**** Data to process ****
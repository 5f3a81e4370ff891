//! Raw FFI declarations for the Thorlabs TLUP VISA driver.
//!
//! TLUP is the vendor library that talks to Thorlabs LED controllers (LEDD1B, DC2200, UPLED,
//! ...). This crate only mirrors the part of its C API that is needed to discover devices,
//! open sessions, and control the LED current. Use the `thorlabs-tlup` crate for a safe
//! interface.
//!
//! The type aliases and constants are always available. The function declarations, and
//! linking against `TLUP_64` / `TLUP_32`, require the `tlup-sdk` feature.

#![warn(missing_docs)]
#![allow(non_camel_case_types, non_snake_case)]

use std::ffi::c_char;

#[cfg(test)]
mod link;

/// Status code returned by every driver entry point.
pub type ViStatus = i32;
/// Session handle of an opened instrument.
pub type ViSession = u32;
/// Unsigned 32 bit integer.
pub type ViUInt32 = u32;
/// Signed 16 bit integer.
pub type ViInt16 = i16;
/// 64 bit floating point number.
pub type ViReal64 = f64;
/// VISA boolean, see [`VI_TRUE`] and [`VI_FALSE`].
pub type ViBoolean = u16;
/// Single character of a driver string.
pub type ViChar = c_char;

/// Status returned by a successful call.
pub const VI_SUCCESS: ViStatus = 0;
/// VISA `true`.
pub const VI_TRUE: ViBoolean = 1;
/// VISA `false`.
pub const VI_FALSE: ViBoolean = 0;

/// The given session or object reference is invalid.
pub const VI_ERROR_INV_OBJECT: ViStatus = 0xBFFF_000Eu32 as ViStatus;
/// Insufficient location information or the requested device or resource is not present.
pub const VI_ERROR_RSRC_NFOUND: ViStatus = 0xBFFF_0011u32 as ViStatus;
/// Timeout expired before the operation completed.
pub const VI_ERROR_TMO: ViStatus = 0xBFFF_0015u32 as ViStatus;
/// The first parameter of a driver function is out of range.
pub const VI_ERROR_PARAMETER1: ViStatus = 0xBFFC_0001u32 as ViStatus;
/// The second parameter of a driver function is out of range.
pub const VI_ERROR_PARAMETER2: ViStatus = 0xBFFC_0002u32 as ViStatus;

/// Attribute selector: the currently set value.
pub const TLUP_ATTR_SET_VAL: ViInt16 = 0;
/// Attribute selector: the minimum value.
pub const TLUP_ATTR_MIN_VAL: ViInt16 = 1;
/// Attribute selector: the maximum value.
pub const TLUP_ATTR_MAX_VAL: ViInt16 = 2;
/// Attribute selector: the default value.
pub const TLUP_ATTR_DEFAULT_VAL: ViInt16 = 3;

/// Size of every string buffer handed to the driver.
///
/// The driver documents 256 characters for names and 512 for resource strings, we use the
/// larger one throughout.
pub const TLUP_BUFFER_SIZE: usize = 512;

#[cfg(feature = "tlup-sdk")]
unsafe extern "C" {
    /// Scan for connected devices and write their number to `resourceCount`.
    ///
    /// `vi` is unused by the driver and should be `0`.
    pub fn TLUP_findRsrc(vi: ViSession, resourceCount: *mut ViUInt32) -> ViStatus;

    /// Write the resource name of the device with the given index into `resourceName`.
    ///
    /// Must be preceded by [`TLUP_findRsrc`]. `resourceName` must hold at least
    /// [`TLUP_BUFFER_SIZE`] characters.
    pub fn TLUP_getRsrcName(
        vi: ViSession,
        index: ViUInt32,
        resourceName: *mut ViChar,
    ) -> ViStatus;

    /// Open a session to the device with the given resource name.
    pub fn TLUP_init(
        resourceName: *const ViChar,
        IDQuery: ViBoolean,
        resetDevice: ViBoolean,
        vi: *mut ViSession,
    ) -> ViStatus;

    /// Close the session.
    pub fn TLUP_close(vi: ViSession) -> ViStatus;

    /// Read name, serial number, current limit, forward voltage, and wavelength of the LED.
    ///
    /// Both string buffers must hold at least [`TLUP_BUFFER_SIZE`] characters.
    pub fn TLUP_getLedInfo(
        vi: ViSession,
        ledName: *mut ViChar,
        ledSerialNumber: *mut ViChar,
        ledCurrentLimit: *mut ViReal64,
        ledForwardVoltage: *mut ViReal64,
        ledWavelength: *mut ViReal64,
    ) -> ViStatus;

    /// Read the LED current setpoint in amperes for one of the `TLUP_ATTR_*` selectors.
    pub fn TLUP_getLedCurrentSetpoint(
        vi: ViSession,
        attribute: ViInt16,
        LEDCurrentSetpoint: *mut ViReal64,
    ) -> ViStatus;

    /// Set the LED current setpoint in amperes.
    pub fn TLUP_setLedCurrentSetpoint(vi: ViSession, LEDCurrentSetpoint: ViReal64) -> ViStatus;

    /// Switch the LED output on or off.
    pub fn TLUP_switchLedOutput(vi: ViSession, enableLEDOutput: ViBoolean) -> ViStatus;
}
****
What the exercise asks: Find how many lines in the preceding listing contain the word "value", and answer with that number only.

Answer to this problem: 4